Young herons are able to start climbing around the branches by their nests at 15 days old. Due to the young age at which they develop motor skills in their legs, the young do not rely on their parents for anything besides feeding after 19 days, at which point the adults begin foraging away from the nest. By 20–25 days, they can climb to the very top of the tree their nest is built on, or even into other trees. They can fly short distances at around 30 days of age (some take 35–38), but will still be dependent on adults for about two weeks after that. It is in their second year of life that juveniles begin to lose their white feathers.

===Predation===
There is circumstantial evidence that young black-crowned night herons and crab-eating raccoons prey on nestling little blue herons. Adults have been observed driving a yellow-headed caracara away from their nests. In the presence of a Harris' hawk, however, the little blue herons fled.

In Florida, little blue herons may be eaten by some growth stage of invasive snakes like Burmese pythons, reticulated pythons, Southern African rock pythons, Central African rock pythons, boa constrictors, yellow anacondas, Bolivian anacondas, dark-spotted anacondas, and green anacondas.

===Parasites===
Twenty-four different species of parasitic worms were found on 33 of 35 little blue herons examined in South Florida. These included trematodes, nematodes, acanthocephalans, and one cestode. The most common trematode was Posthodiplostomum macrocotyle, and the most common nematodes were Contracaecum multipapillatum and Contracaecum microcephalum. The acanthocephalan and cestode species could not be identified (in the latter, neither could the genus).

===Prey===
On the eastern coast of North America, little blue herons primarily feed on fish, however their diet varies significantly throughout their range. In a study of individuals in mangrove forests in southeastern Brazil, 80% of their diet during the breeding season was found to consist of crabs. Compared to the scarlet ibis, the herons preferred arboreal or semi-arboreal species, such as Aratus pisonii and Metasesarma rubripes, while the former preferred to take burrowing species. This demonstrates their different feeding strategies—scarlet ibises being foragers who hunt using their sense of touch and little blue herons being visual hunters. In another mangrove forest in southwestern Puerto Rico, the entire diet was found to consist of fiddler crabs.

==Conservation==

The little blue heron is listed as a least-concern species by the International Union for the Conservation of Nature, although its numbers are decreasing. Historically, they were not hunted for their feathers as much as other heron species due to their lack of visually attractive plumes.
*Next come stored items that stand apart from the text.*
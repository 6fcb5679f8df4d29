use std::collections::BTreeMap;

use schemars::JsonSchema;
use serde::{Deserialize, Serialize};

use super::keypoint::{Keypoint, KeypointName};
use crate::geometry::Point;

/// One sampled instant for one tracked subject.
#[derive(Debug, Clone, PartialEq, Serialize, Deserialize, JsonSchema)]
pub struct PoseFrame {
    pub frame_index: u64,
    /// Presentation time in milliseconds from clip start
    pub timestamp_ms: f64,
    /// Detected landmarks; absent entries were not detected at all
    #[serde(default)]
    pub keypoints: BTreeMap<KeypointName, Keypoint>,
}

/// The four torso landmarks of a frame, all reliable.
#[derive(Debug, Clone, Copy, PartialEq)]
pub struct Torso {
    pub left_shoulder: Point,
    pub right_shoulder: Point,
    pub left_hip: Point,
    pub right_hip: Point,
}

impl PoseFrame {
    pub fn new(frame_index: u64, timestamp_ms: f64) -> Self {
        Self { frame_index, timestamp_ms, keypoints: BTreeMap::new() }
    }

    /// Build from a raw COCO-ordered estimator output (index = landmark).
    pub fn from_coco(frame_index: u64, timestamp_ms: f64, raw: &[Keypoint]) -> Self {
        let keypoints = raw
            .iter()
            .enumerate()
            .filter_map(|(i, kp)| KeypointName::from_index(i).map(|name| (name, *kp)))
            .collect();
        Self { frame_index, timestamp_ms, keypoints }
    }

    pub fn with_keypoint(mut self, name: KeypointName, keypoint: Keypoint) -> Self {
        self.keypoints.insert(name, keypoint);
        self
    }

    /// Position of a landmark if present and above the confidence threshold.
    pub fn reliable(&self, name: KeypointName, threshold: f32) -> Option<Point> {
        self.keypoints
            .get(&name)
            .filter(|kp| kp.is_reliable(threshold))
            .map(Keypoint::point)
    }

    /// Torso landmarks, or `None` if any of the four is missing/unreliable.
    pub fn torso(&self, threshold: f32) -> Option<Torso> {
        Some(Torso {
            left_shoulder: self.reliable(KeypointName::LeftShoulder, threshold)?,
            right_shoulder: self.reliable(KeypointName::RightShoulder, threshold)?,
            left_hip: self.reliable(KeypointName::LeftHip, threshold)?,
            right_hip: self.reliable(KeypointName::RightHip, threshold)?,
        })
    }

}

impl Torso {
    /// Body center: mean of the four torso landmarks.
    pub fn center(&self) -> Point {
        Point::new(
            (self.left_shoulder.x + self.right_shoulder.x + self.left_hip.x + self.right_hip.x)
                / 4.0,
            (self.left_shoulder.y + self.right_shoulder.y + self.left_hip.y + self.right_hip.y)
                / 4.0,
        )
    }
}
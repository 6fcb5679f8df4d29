//! # Metrics Module
//!
//! Frame-level movement metrics for a single tracked subject.
//!
//! - `posture` - single-frame measurements (center, joint angles, balance)
//! - `calculator` - ordered derivative pass (speed, acceleration)
//! - `model` - the time-aligned [`PlayerMetrics`] output

pub mod calculator;
pub mod model;
pub mod posture;

pub use calculator::{MetricsAccumulator, MetricsCalculator, MotionSample, MotionState};
pub use model::{JointAngleSeries, PlayerMetrics};
pub use posture::{balance_score, FramePosture, JointAngles};
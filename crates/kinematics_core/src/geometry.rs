//! # Geometry & Statistics Primitives
//!
//! Stateless helpers shared by the metrics calculator and the stats
//! aggregator. Coordinates are image-space pixels; nothing here assumes a
//! real-world unit.

use nalgebra::{Point2, Vector2};

/// Image-space point.
pub type Point = Point2<f32>;

/// Vectors shorter than this are treated as degenerate.
pub const MIN_VECTOR_NORM: f32 = 1e-6;

/// Angle at vertex `b` formed by rays `b→a` and `b→c`, in degrees.
///
/// Returns `None` when either ray has near-zero length (coincident points),
/// so callers record "no measurement" instead of propagating NaN.
pub fn angle_degrees(a: &Point, b: &Point, c: &Point) -> Option<f32> {
    let ba: Vector2<f32> = a - b;
    let bc: Vector2<f32> = c - b;

    let norm_ba = ba.norm();
    let norm_bc = bc.norm();
    if norm_ba < MIN_VECTOR_NORM || norm_bc < MIN_VECTOR_NORM {
        return None;
    }

    // Rounding can push the cosine slightly outside [-1, 1]
    let cos = (ba.dot(&bc) / (norm_ba * norm_bc)).clamp(-1.0, 1.0);
    let angle = cos.acos().to_degrees();
    angle.is_finite().then_some(angle)
}

/// Euclidean distance. `distance(p, p)` is exactly 0.
#[inline]
pub fn distance(p: &Point, q: &Point) -> f32 {
    nalgebra::distance(p, q)
}

/// Midpoint of two points.
#[inline]
pub fn midpoint(p: &Point, q: &Point) -> Point {
    nalgebra::center(p, q)
}

/// Arithmetic mean, `None` when empty.
pub fn mean(values: &[f32]) -> Option<f32> {
    if values.is_empty() {
        None
    } else {
        Some(values.iter().sum::<f32>() / values.len() as f32)
    }
}

/// Sample standard deviation (divides by `n - 1`). Returns 0 for `n <= 1`.
pub fn stddev(values: &[f32]) -> f32 {
    let n = values.len();
    if n <= 1 {
        return 0.0;
    }

    let avg = values.iter().sum::<f32>() / n as f32;
    let variance = values.iter().map(|&v| (v - avg).powi(2)).sum::<f32>() / (n - 1) as f32;
    variance.sqrt()
}

/// `clamp(x / cap, 0, 1)`. Non-finite input maps to 0.
#[inline]
pub fn normalize(x: f32, cap: f32) -> f32 {
    let ratio = x / cap;
    if ratio.is_finite() {
        ratio.clamp(0.0, 1.0)
    } else {
        0.0
    }
}

/// Clamp a score to `[0, 100]`, collapsing NaN/inf to 0.
#[inline]
pub fn clamp_score(score: f32) -> f32 {
    if score.is_finite() {
        score.clamp(0.0, 100.0)
    } else {
        0.0
    }
}
use serde::{Deserialize, Serialize};
use tracing::debug;

use super::read_json;
use crate::auth::{AuthError, CredentialStore};
use crate::config::ClientConfig;
use crate::error::EcodashError;
use crate::gateway::Gateway;

/// Default analysis window in days.
pub const DEFAULT_DAYS: u32 = 30;

#[derive(Debug, Clone, Default, PartialEq, Serialize, Deserialize)]
#[serde(default)]
pub struct CarbonFootprint {
    /// kg of CO2.
    pub total_reduced: f64,
    pub daily_average: f64,
    pub percentage_improvement: f64,
    /// `improving`, `stable` or `declining`.
    pub trend: String,
    pub daily_trend: Vec<f64>,
}

#[derive(Debug, Clone, Default, PartialEq, Serialize, Deserialize)]
#[serde(default)]
pub struct RecyclingImpact {
    pub total_weight: f64,
    pub total_items: u64,
    pub carbon_reduction: f64,
    pub energy_impact: f64,
    pub water_impact: f64,
    pub resources_impact: f64,
    pub environmental_benefit: String,
}

#[derive(Debug, Clone, Default, PartialEq, Serialize, Deserialize)]
#[serde(default)]
pub struct EnergySaved {
    pub total_kwh: f64,
    pub equivalent_homes: f64,
    pub cost_savings: f64,
    pub daily_trend: Vec<f64>,
}

#[derive(Debug, Clone, Default, PartialEq, Serialize, Deserialize)]
#[serde(default)]
pub struct WaterConserved {
    pub total_liters: f64,
    pub equivalent_days: f64,
    pub percentage_saved: f64,
    pub daily_trend: Vec<f64>,
}

#[derive(Debug, Clone, Default, PartialEq, Serialize, Deserialize)]
#[serde(default)]
pub struct MonthlyImpact {
    pub month: String,
    pub total_impact: f64,
}

#[derive(Debug, Clone, Default, PartialEq, Serialize, Deserialize)]
#[serde(default)]
pub struct ImpactTrends {
    pub daily: Vec<serde_json::Value>,
    pub weekly: Vec<serde_json::Value>,
    pub monthly: Vec<MonthlyImpact>,
}

#[derive(Debug, Clone, Default, PartialEq, Serialize, Deserialize)]
#[serde(default)]
pub struct SustainabilityGoals {
    pub carbon_reduction_goal: f64,
    pub current_progress: f64,
    pub estimated_completion: Option<String>,
    pub sustainability_score: f64,
}

#[derive(Debug, Clone, Default, PartialEq, Serialize, Deserialize)]
#[serde(default)]
pub struct Equivalences {
    pub trees_equivalent: f64,
    pub cars_off_road: f64,
    pub households_powered: f64,
    pub water_bottles_saved: f64,
}

/// Payload of the environmental statistics endpoint.
#[derive(Debug, Clone, Default, PartialEq, Serialize, Deserialize)]
#[serde(default)]
pub struct EnvironmentalStats {
    pub carbon_footprint: CarbonFootprint,
    pub recycling_impact: RecyclingImpact,
    pub energy_saved: EnergySaved,
    pub water_conserved: WaterConserved,
    pub trends: ImpactTrends,
    pub goals: SustainabilityGoals,
    pub equivalences: Equivalences,
}

/// Fetches environmental impact statistics through the authenticated gateway.
pub struct EnvironmentalStatsClient {
    gateway: Gateway,
    store: CredentialStore,
    url: String,
}

impl EnvironmentalStatsClient {
    pub fn new(config: &ClientConfig, gateway: Gateway, store: CredentialStore) -> Self {
        Self {
            gateway,
            store,
            url: config.url(&config.endpoints.environmental_stats),
        }
    }

    /// Statistics over the last `days` days.
    pub async fn fetch(&self, days: u32) -> Result<EnvironmentalStats, EcodashError> {
        if self.store.access_token().is_none() {
            return Err(AuthError::NoCredential.into());
        }
        let url = format!("{}?days={}", self.url, days.max(1));
        debug!(%url, "Fetching environmental stats");
        let response = self.gateway.get(url).await?;
        read_json(response).await
    }
}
The dangers faced by Egretta caerulea are not well researched. They could include development along coastlines, habitat disturbance, predators, pesticide exposure, and parasites. The metals cadmium and lead have been found to lead to slower growth rates and higher death rates, respectively, of young birds. In Sepetiba Bay, Rio de Janeiro, Brazil, little blue herons were found to have relatively high levels of metal contamination in the liver and kidneys.

In areas with cattle egrets, little blue herons have been found to nest for shorter amounts of time, and produce fewer young that survive to adulthood. Cattle egrets only begin pairing when most little blue herons already have eggs or live young in their nests. The former species has been observed stealing twigs from nests of the latter. This behavior sometimes leads to the young falling out of the nest or the cattle egrets removing them.